A meeting was called on 7 September 1889 at The Royal Victoria Hotel, Newport and Sir T F Boughey, squire of Aqualate took the chair. A motion was carried to form a Society carrying the title "Newport and District Agricultural Society" with an operative radius of 16 miles from Newport. Mr W H Burton was appointed secretary, stating "He had little difficulty in forming such a Society, which would be of such useful profit to the neighbourhood". Mr Wingfield Dickenson, manager of Lloyds Bank, Newport, was appointed treasurer.

The Show's first committee of 30 included Messrs J Pearce, W Derrington-Turner, T Booker, H Pooler, J S Furnival, J Belcher, S Addison, J Paddock, R N Heane, C R Liddle, W Vaughan, and Dr Elkington. By February 1890 the first President, Sir Thomas Boughey, had been appointed with the Marquis of Stafford as the first Vice President. Sir Thomas's nomination to serve as President of the Society was greeted with acclaim. Ten years later he was described as the "Father of the Society".

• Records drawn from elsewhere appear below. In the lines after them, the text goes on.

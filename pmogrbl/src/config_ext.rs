//! Extension pour intégrer la configuration du sender GRBL dans pmoconfig
//!
//! Ce module fournit le trait `GrblConfigExt` qui ajoute à `pmoconfig::Config`
//! les réglages du lien série, du polling et des limites de course.
//!
//! ```yaml
//! serial:
//!   port: /dev/ttyUSB0
//!   baud_rate: 115200
//! status:
//!   poll_interval_ms: 500
//! machine:
//!   limits:
//!     x: { min: 0.0, max: 200.0 }
//!     y: { min: 0.0, max: 200.0 }
//!     z: { min: 0.0, max: 100.0 }
//! jog:
//!   step: 1.0
//! ```

use std::time::Duration;

use anyhow::{Result, anyhow};
use pmoconfig::Config;
use tracing::warn;

use crate::model::{Axis, AxisRange, TravelLimits};
use crate::poller::MIN_POLL_INTERVAL;
use crate::sender::{DEFAULT_JOG_STEP, SenderOptions};
use crate::serial::DEFAULT_BAUD_RATE;

const DEFAULT_POLL_INTERVAL_MS: u64 = 500;

fn axis_key(axis: Axis) -> &'static str {
    match axis {
        Axis::X => "x",
        Axis::Y => "y",
        Axis::Z => "z",
    }
}

/// Trait d'extension pour la configuration du sender
///
/// # Exemple
///
/// ```rust,ignore
/// use pmoconfig::get_config;
/// use pmogrbl::GrblConfigExt;
///
/// let options = get_config().get_sender_options()?;
/// println!("Port: {:?}", options.port);
/// ```
pub trait GrblConfigExt {
    /// Port série configuré, `None` si vide
    fn get_serial_port(&self) -> Option<String>;

    fn set_serial_port(&self, port: &str) -> Result<()>;

    fn get_baud_rate(&self) -> Result<u32>;

    /// Intervalle de polling du statut (minimum 10 ms)
    fn get_poll_interval(&self) -> Duration;

    fn get_travel_limits(&self) -> Result<TravelLimits>;

    fn set_travel_limits(&self, limits: &TravelLimits) -> Result<()>;

    /// Pas de jog en mm, strictement positif
    fn get_jog_step(&self) -> f64;

    /// Toutes les options du sender en un seul appel
    fn get_sender_options(&self) -> Result<SenderOptions> {
        Ok(SenderOptions {
            poll_interval: self.get_poll_interval(),
            limits: self.get_travel_limits()?,
            jog_step: self.get_jog_step(),
            port: self.get_serial_port(),
            baud_rate: self.get_baud_rate()?,
        })
    }
}

impl GrblConfigExt for Config {
    fn get_serial_port(&self) -> Option<String> {
        self.get_string(&["serial", "port"])
    }

    fn set_serial_port(&self, port: &str) -> Result<()> {
        self.set_string(&["serial", "port"], port)
    }

    fn get_baud_rate(&self) -> Result<u32> {
        let baud = self.get_u64(&["serial", "baud_rate"], DEFAULT_BAUD_RATE as u64);
        u32::try_from(baud).map_err(|_| anyhow!("Baud rate out of range: {}", baud))
    }

    fn get_poll_interval(&self) -> Duration {
        let ms = self.get_u64(&["status", "poll_interval_ms"], DEFAULT_POLL_INTERVAL_MS);
        let interval = Duration::from_millis(ms);
        if interval < MIN_POLL_INTERVAL {
            warn!(ms, "Poll interval too short, using {:?}", MIN_POLL_INTERVAL);
        }
        interval.max(MIN_POLL_INTERVAL)
    }

    fn get_travel_limits(&self) -> Result<TravelLimits> {
        let defaults = TravelLimits::default();
        let read = |axis: Axis| -> Result<AxisRange> {
            let key = axis_key(axis);
            let fallback = defaults.range(axis);
            let min = self.get_f64(&["machine", "limits", key, "min"], fallback.min);
            let max = self.get_f64(&["machine", "limits", key, "max"], fallback.max);
            if min > max {
                return Err(anyhow!("Invalid {} travel limits: min {} > max {}", key, min, max));
            }
            Ok(AxisRange::new(min, max))
        };

        Ok(TravelLimits {
            x: read(Axis::X)?,
            y: read(Axis::Y)?,
            z: read(Axis::Z)?,
        })
    }

    fn set_travel_limits(&self, limits: &TravelLimits) -> Result<()> {
        for axis in Axis::ALL {
            let key = axis_key(axis);
            let range = limits.range(axis);
            self.set_f64(&["machine", "limits", key, "min"], range.min)?;
            self.set_f64(&["machine", "limits", key, "max"], range.max)?;
        }
        Ok(())
    }

    fn get_jog_step(&self) -> f64 {
        let step = self.get_f64(&["jog", "step"], DEFAULT_JOG_STEP);
        if step > 0.0 && step.is_finite() {
            step
        } else {
            warn!(step, "Invalid jog step, using {}", DEFAULT_JOG_STEP);
            DEFAULT_JOG_STEP
        }
    }
}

One of the first tasks facing the steering committee was that of choosing a date for the inaugural Show. C H Liddle suggested September but in the end Friday 8 August 1890 became the chosen date for the first ever Newport Show or exhibition. With the benefit of a £100 donation from Sir Thomas Boughey, followed later by £20 from his wife Lady Annabelle, the rules were drawn up and preparations began for the first show which was held at Victoria Park. Tenders for equipping the Showground were invited. A schedule of classes was drawn up to include livestock, root crops, implements, cheese, butter, wool, horse leaping and turnouts. There was even a prize for "male and female servants of Society members"!

Thus the Newport and District Agricultural Society was founded, to organise the annual Newport Show and for the improvement of agriculture. To this day, it bears all of the hallmarks of that early tradition. The show still keeps strong ties with the town and the town's educational establishments, especially Harper Adams University.

==Chetwynd Deer Park==

Sited on the banks of Chetwynd pool, which is a 20 acre pool, Chetwynd Deer Park is a natural show area and is considered by many to be one of the most beautiful show grounds in the country.

Chetwynd Park was part of the Chetwynd Park estate, mentioned in the Domesday Book. It was an important manor in Saxon times. The area belonged to Leofric, Earl of Mercia, in about 1050.

Chetwynd Deer Park got its name from the herd of some 100 fallow deer which were brought up from Southern England. The area is home to some of Shropshire's finest ancient woodland.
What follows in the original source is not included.